Rachel Gutin Profile picture
I have moved elsewhere.

Jul 17, 2019, 23 tweets

The fifth panel I attended at #Readercon was "Latinx Authors Tear Down the Wall," with @LabyrinthRat, @omgjulia, and @WriteTeachPlay, moderated by @cafenowhere. I learned a lot, and not just about writing.

As with previous threads, I'm not sure which of my notes are word for word quotes and which are paraphrases. I'll also note that I am not Latinx myself, and this increases the chances that I will misrepresent something/get something wrong. Feel free to correct me if I do!

First, @cafenowhere asked @WriteTeachPlay to give us some background on Cuban immigration. He told us about the wet foot, dry foot policy that used to exist.

From @WriteTeachPlay: Before Castro, Cubans were sen in an exorcized way. Under Castro, they were perceived as freedom fighters.

Also from @WriteTeachPlay: Cubans were privileged among immigrant groups, but still faced racism.

From @LabyrinthRat: Earlier waves of Cuban immigrants looked down on later waves. (He also gave us more info on that, but I don't want to get the information wrong, so I'm not going to go into more detail here.)

From @omgjulia: If people code you as Latinx, where they think you're from will vary by which region of the United States you're in.

From @cafenowhere: Where we settle affects the experience. Not just where we're from.

From @omgjulia: In rural areas, you can find large Latinx populations who are mostly farm workers - working for white farm owners. Urban communities have a greater chance of having cultural movements, events, etc.

From @WriteTeachPlay: We set up micro-walls within the Latinx community.

From @LabyrinthRat: In Miami, there were micro-walls between Cubans and other Latinx; in Clemson, SC, people see all Latinx as the same. So why do we separate ourselves?

From @cafenowhere: Some towns have large minority populations that they rely on for industries such as meatpacking. And the town changes around them.

From @LabyrinthRat: Children of immigrants have the pressure of being stuck between two cultures.

From @LabyrinthRat: It's strange to have a pull/obligation to a land I've never been to, and weird that if I did go, I'd be a tourist there.

From @WriteTeachPlay: You can't just say, "Cubans are." You get more variety the deeper you dig - and that's how you fight walls.

And @omgjulia discussed what it's like to grow up with parents from two different cultures, figuring out where you fit.

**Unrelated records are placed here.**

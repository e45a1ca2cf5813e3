//! Settings file and the resolved runtime settings.

use std::path::{Path, PathBuf};
use std::time::Duration;

use derive_getters::Getters;
use derive_more::{Display, Error};
use serde::{Deserialize, Serialize};
use tictac_core::{DEFAULT_COMPUTER_DELAY, GameMode};
use tracing::{debug, info, instrument};

/// Contents of `tictac.toml`. Every key is optional.
#[derive(Debug, Clone, PartialEq, Eq, Getters, Serialize, Deserialize)]
#[serde(default, deny_unknown_fields)]
pub struct FileConfig {
    /// Opponent at launch.
    mode: GameMode,

    /// Delay before the computer moves, in milliseconds.
    computer_delay_ms: u64,

    /// Seed for the computer's random choices.
    seed: Option<u64>,

    /// Tracing filter used when `RUST_LOG` is unset.
    log_filter: String,

    /// File that receives tracing output.
    log_file: PathBuf,
}

impl Default for FileConfig {
    fn default() -> Self {
        Self {
            mode: GameMode::default(),
            computer_delay_ms: DEFAULT_COMPUTER_DELAY.as_millis() as u64,
            seed: None,
            log_filter: default_log_filter(),
            log_file: PathBuf::from("tictac.log"),
        }
    }
}

fn default_log_filter() -> String {
    "info,tictac_core=debug,tictac_tui=debug".to_string()
}

impl FileConfig {
    /// Loads configuration from a TOML file.
    #[instrument(skip(path), fields(path = %path.as_ref().display()))]
    pub fn from_file(path: impl AsRef<Path>) -> Result<Self, ConfigError> {
        debug!("Loading config from file");
        let content = std::fs::read_to_string(path.as_ref())
            .map_err(|e| ConfigError::new(format!("Failed to read config file: {}", e)))?;
        Self::from_toml(&content)
    }

    /// Parses configuration from TOML text.
    #[instrument(skip(content))]
    pub fn from_toml(content: &str) -> Result<Self, ConfigError> {
        toml::from_str(content)
            .map_err(|e| ConfigError::new(format!("Failed to parse config: {}", e)))
    }

    /// Loads `path` if it exists, defaults otherwise.
    #[instrument(skip(path), fields(path = %path.display()))]
    pub fn load_or_default(path: &Path) -> Result<Self, ConfigError> {
        if path.exists() {
            Self::from_file(path)
        } else {
            info!("Config file not found, using defaults");
            Ok(Self::default())
        }
    }
}

/// Command-line values that take precedence over the file.
#[derive(Debug, Clone, Default, PartialEq, Eq)]
pub struct Overrides {
    /// Opponent at launch.
    pub mode: Option<GameMode>,
    /// Computer delay in milliseconds.
    pub delay_ms: Option<u64>,
    /// RNG seed.
    pub seed: Option<u64>,
    /// Log file path.
    pub log_file: Option<PathBuf>,
}

/// Settings the app runs with.
#[derive(Debug, Clone, PartialEq, Eq, Getters)]
pub struct Settings {
    mode: GameMode,
    computer_delay: Duration,
    seed: Option<u64>,
    log_filter: String,
    log_file: PathBuf,
}

impl Settings {
    /// Applies command-line overrides on top of file values.
    #[instrument(skip(file))]
    pub fn resolve(file: FileConfig, overrides: Overrides) -> Self {
        Self {
            mode: overrides.mode.unwrap_or(file.mode),
            computer_delay: Duration::from_millis(
                overrides.delay_ms.unwrap_or(file.computer_delay_ms),
            ),
            seed: overrides.seed.or(file.seed),
            log_filter: file.log_filter,
            log_file: overrides.log_file.unwrap_or(file.log_file),
        }
    }
}

impl Default for Settings {
    fn default() -> Self {
        Self::resolve(FileConfig::default(), Overrides::default())
    }
}

/// Configuration error.
#[derive(Debug, Clone, Display, Error)]
#[display("Config error: {} at {}:{}", message, file, line)]
pub struct ConfigError {
    /// Error message.
    pub message: String,
    /// Line number where error occurred.
    pub line: u32,
    /// Source file where error occurred.
    pub file: &'static str,
}

impl ConfigError {
    /// Creates a new configuration error.
    #[track_caller]
    pub fn new(message: String) -> Self {
        let loc = std::panic::Location::caller();
        Self {
            message,
            line: loc.line(),
            file: loc.file(),
        }
    }
}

From @omgjulia: When you feel powerless, you take what power you can. (For example, lashing out at people who don't speak Spanish.)

From @WriteTeachPlay: The capitalist agenda is two-faced: We want you here, but at the most exploited level.

From @cafenowhere: Physical walls are predicated on psychological walls. How can writers tear those down?

From @omgjulia: You need a variety of voices, showing people as human, and works that engage with current political actions. You need a chorus effect.

From @LabyrinthRat: There's a value to non marginalized readers seeing and identifying with marginalized characters.

From @WriteTeachPlay: Fiction plays the long game. It will stay around, keep talking, reverberate, and inspire more writing. The rewriting of the myth that governs us.

From @omgjulia: Latinx communities have a problem with seeing being like the colonizer as ideal.